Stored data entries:
----------------------------------------
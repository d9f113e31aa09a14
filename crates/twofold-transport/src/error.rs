//! Error types for the transport layer.

/// Errors that can occur accepting, reading, or writing connections.
#[derive(Debug, thiserror::Error)]
pub enum TransportError {
    #[error("accept failed: {0}")]
    AcceptFailed(std::io::Error),

    #[error("send failed: {0}")]
    SendFailed(std::io::Error),

    #[error("receive failed: {0}")]
    ReceiveFailed(std::io::Error),

    #[error("connection closed: {0}")]
    ConnectionClosed(String),
}
//! `TwofoldServer` builder and server loop.
//!
//! Ties the layers together: transport → protocol → session → room,
//! plus the axum HTTP surface, the history worker, and the periodic
//! sweeper that expires stale sessions and idle rooms.

use std::sync::Arc;
use std::time::{Duration, Instant};

use tokio::net::TcpListener;
use tokio::sync::{mpsc, Mutex};

use twofold_protocol::JsonCodec;
use twofold_room::{sweep_candidates, GameRecord, RoomConfig, RoomRegistry};
use twofold_session::{SessionConfig, SessionManager};
use twofold_transport::{Transport, WebSocketTransport};

use crate::handler::handle_connection;
use crate::history::{run_history_worker, HistoryStore};
use crate::http;
use crate::TwofoldError;

/// Server-wide configuration with the documented defaults.
#[derive(Debug, Clone)]
pub struct ServerConfig {
    /// WebSocket bind address.
    pub ws_addr: String,
    /// HTTP surface bind address.
    pub http_addr: String,
    pub session: SessionConfig,
    pub room: RoomConfig,
    /// How often the server pings each socket.
    pub ping_interval: Duration,
    /// A socket silent (no data, no pong) past this window is evicted.
    pub socket_timeout: Duration,
    /// Cadence of the session/room sweeper.
    pub sweep_interval: Duration,
}

impl Default for ServerConfig {
    fn default() -> Self {
        Self {
            ws_addr: "127.0.0.1:8080".to_string(),
            http_addr: "127.0.0.1:3000".to_string(),
            session: SessionConfig::default(),
            room: RoomConfig::default(),
            ping_interval: Duration::from_secs(20),
            socket_timeout: Duration::from_secs(60),
            sweep_interval: Duration::from_secs(60),
        }
    }
}

impl ServerConfig {
    /// Defaults overridden from `TWOFOLD_WS_ADDR` / `TWOFOLD_HTTP_ADDR`.
    pub fn from_env() -> Self {
        let mut config = Self::default();
        if let Ok(addr) = std::env::var("TWOFOLD_WS_ADDR") {
            config.ws_addr = addr;
        }
        if let Ok(addr) = std::env::var("TWOFOLD_HTTP_ADDR") {
            config.http_addr = addr;
        }
        config
    }
}

/// Shared server state, one per process, cloned into every task as an
/// `Arc`. Cross-room state (sessions, the registry) sits behind async
/// mutexes held only for map operations — never across room I/O, so the
/// lobby path cannot block a room's move path.
pub(crate) struct ServerState<H: HistoryStore> {
    pub(crate) sessions: Mutex<SessionManager>,
    pub(crate) rooms: Mutex<RoomRegistry>,
    pub(crate) history: Arc<H>,
    pub(crate) codec: JsonCodec,
    pub(crate) config: ServerConfig,
    pub(crate) started_at: Instant,
}

/// Builder for configuring and starting a server.
///
/// ```rust,ignore
/// let server = TwofoldServer::builder()
///     .ws_addr("0.0.0.0:8080")
///     .http_addr("0.0.0.0:3000")
///     .build(MemoryHistoryStore::new())
///     .await?;
/// server.run().await
/// ```
pub struct TwofoldServerBuilder {
    config: ServerConfig,
}

impl TwofoldServerBuilder {
    pub fn new() -> Self {
        Self {
            config: ServerConfig::default(),
        }
    }

    pub fn config(mut self, config: ServerConfig) -> Self {
        self.config = config;
        self
    }

    pub fn ws_addr(mut self, addr: &str) -> Self {
        self.config.ws_addr = addr.to_string();
        self
    }

    pub fn http_addr(mut self, addr: &str) -> Self {
        self.config.http_addr = addr.to_string();
        self
    }

    /// Binds both listeners and assembles the server around the given
    /// history store.
    pub async fn build<H: HistoryStore>(
        self,
        history: H,
    ) -> Result<TwofoldServer<H>, TwofoldError> {
        let transport = WebSocketTransport::bind(&self.config.ws_addr).await?;
        let http_listener = TcpListener::bind(&self.config.http_addr).await?;

        let (history_tx, history_rx) = mpsc::unbounded_channel::<GameRecord>();

        let state = Arc::new(ServerState {
            sessions: Mutex::new(SessionManager::new(self.config.session.clone())),
            rooms: Mutex::new(RoomRegistry::new(self.config.room.clone(), history_tx)),
            history: Arc::new(history),
            codec: JsonCodec,
            config: self.config,
            started_at: Instant::now(),
        });

        Ok(TwofoldServer {
            transport,
            http_listener,
            history_rx,
            state,
        })
    }
}

impl Default for TwofoldServerBuilder {
    fn default() -> Self {
        Self::new()
    }
}

/// A running Twofold Chess server.
pub struct TwofoldServer<H: HistoryStore> {
    transport: WebSocketTransport,
    http_listener: TcpListener,
    history_rx: mpsc::UnboundedReceiver<GameRecord>,
    state: Arc<ServerState<H>>,
}

impl<H: HistoryStore> TwofoldServer<H> {
    pub fn builder() -> TwofoldServerBuilder {
        TwofoldServerBuilder::new()
    }

    /// The bound WebSocket address (useful with port 0 in tests).
    pub fn local_addr(&self) -> std::io::Result<std::net::SocketAddr> {
        self.transport.local_addr()
    }

    /// The bound HTTP address.
    pub fn http_addr(&self) -> std::io::Result<std::net::SocketAddr> {
        self.http_listener.local_addr()
    }

    /// Runs the server: HTTP surface, history worker, sweeper, and the
    /// WebSocket accept loop. Runs until the process is terminated.
    pub async fn run(mut self) -> Result<(), TwofoldError> {
        let router = http::router(Arc::clone(&self.state));
        let http_listener = self.http_listener;
        tokio::spawn(async move {
            if let Err(e) = axum::serve(http_listener, router).await {
                tracing::error!(error = %e, "http server stopped");
            }
        });

        tokio::spawn(run_history_worker(
            Arc::clone(&self.state.history),
            self.history_rx,
        ));

        tokio::spawn(run_sweeper(Arc::clone(&self.state)));

        tracing::info!("twofold server running");
        loop {
            match self.transport.accept().await {
                Ok(conn) => {
                    let state = Arc::clone(&self.state);
                    tokio::spawn(async move {
                        if let Err(e) = handle_connection(conn, state).await {
                            tracing::debug!(error = %e, "connection ended with error");
                        }
                    });
                }
                Err(e) => {
                    tracing::error!(error = %e, "accept failed");
                }
            }
        }
    }
}

/// Periodically expires stale sessions and garbage-collects idle or
/// empty rooms. Room actors are queried outside the registry lock.
async fn run_sweeper<H: HistoryStore>(state: Arc<ServerState<H>>) {
    let mut interval = tokio::time::interval(state.config.sweep_interval);
    interval.set_missed_tick_behavior(tokio::time::MissedTickBehavior::Delay);
    loop {
        interval.tick().await;

        {
            let mut sessions = state.sessions.lock().await;
            let expired = sessions.expire_stale();
            sessions.cleanup_expired();
            if !expired.is_empty() {
                tracing::info!(count = expired.len(), "expired stale sessions");
            }
        }

        let (handles, config) = {
            let rooms = state.rooms.lock().await;
            (rooms.handles(), rooms.config().clone())
        };
        let dead = sweep_candidates(handles, &config).await;
        if !dead.is_empty() {
            let mut rooms = state.rooms.lock().await;
            for id in dead {
                let _ = rooms.remove(&id, true).await;
            }
        }
    }
}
----------------------------------------
Goal of the exercise
Using the records above, output exactly the lines from the one containing "the registry lock." through the last line, and no others.

Task result
/// empty rooms. Room actors are queried outside the registry lock.
async fn run_sweeper<H: HistoryStore>(state: Arc<ServerState<H>>) {
    let mut interval = tokio::time::interval(state.config.sweep_interval);
    interval.set_missed_tick_behavior(tokio::time::MissedTickBehavior::Delay);
    loop {
        interval.tick().await;

        {
            let mut sessions = state.sessions.lock().await;
            let expired = sessions.expire_stale();
            sessions.cleanup_expired();
            if !expired.is_empty() {
                tracing::info!(count = expired.len(), "expired stale sessions");
            }
        }

        let (handles, config) = {
            let rooms = state.rooms.lock().await;
            (rooms.handles(), rooms.config().clone())
        };
        let dead = sweep_candidates(handles, &config).await;
        if !dead.is_empty() {
            let mut rooms = state.rooms.lock().await;
            for id in dead {
                let _ = rooms.remove(&id, true).await;
            }
        }
    }
}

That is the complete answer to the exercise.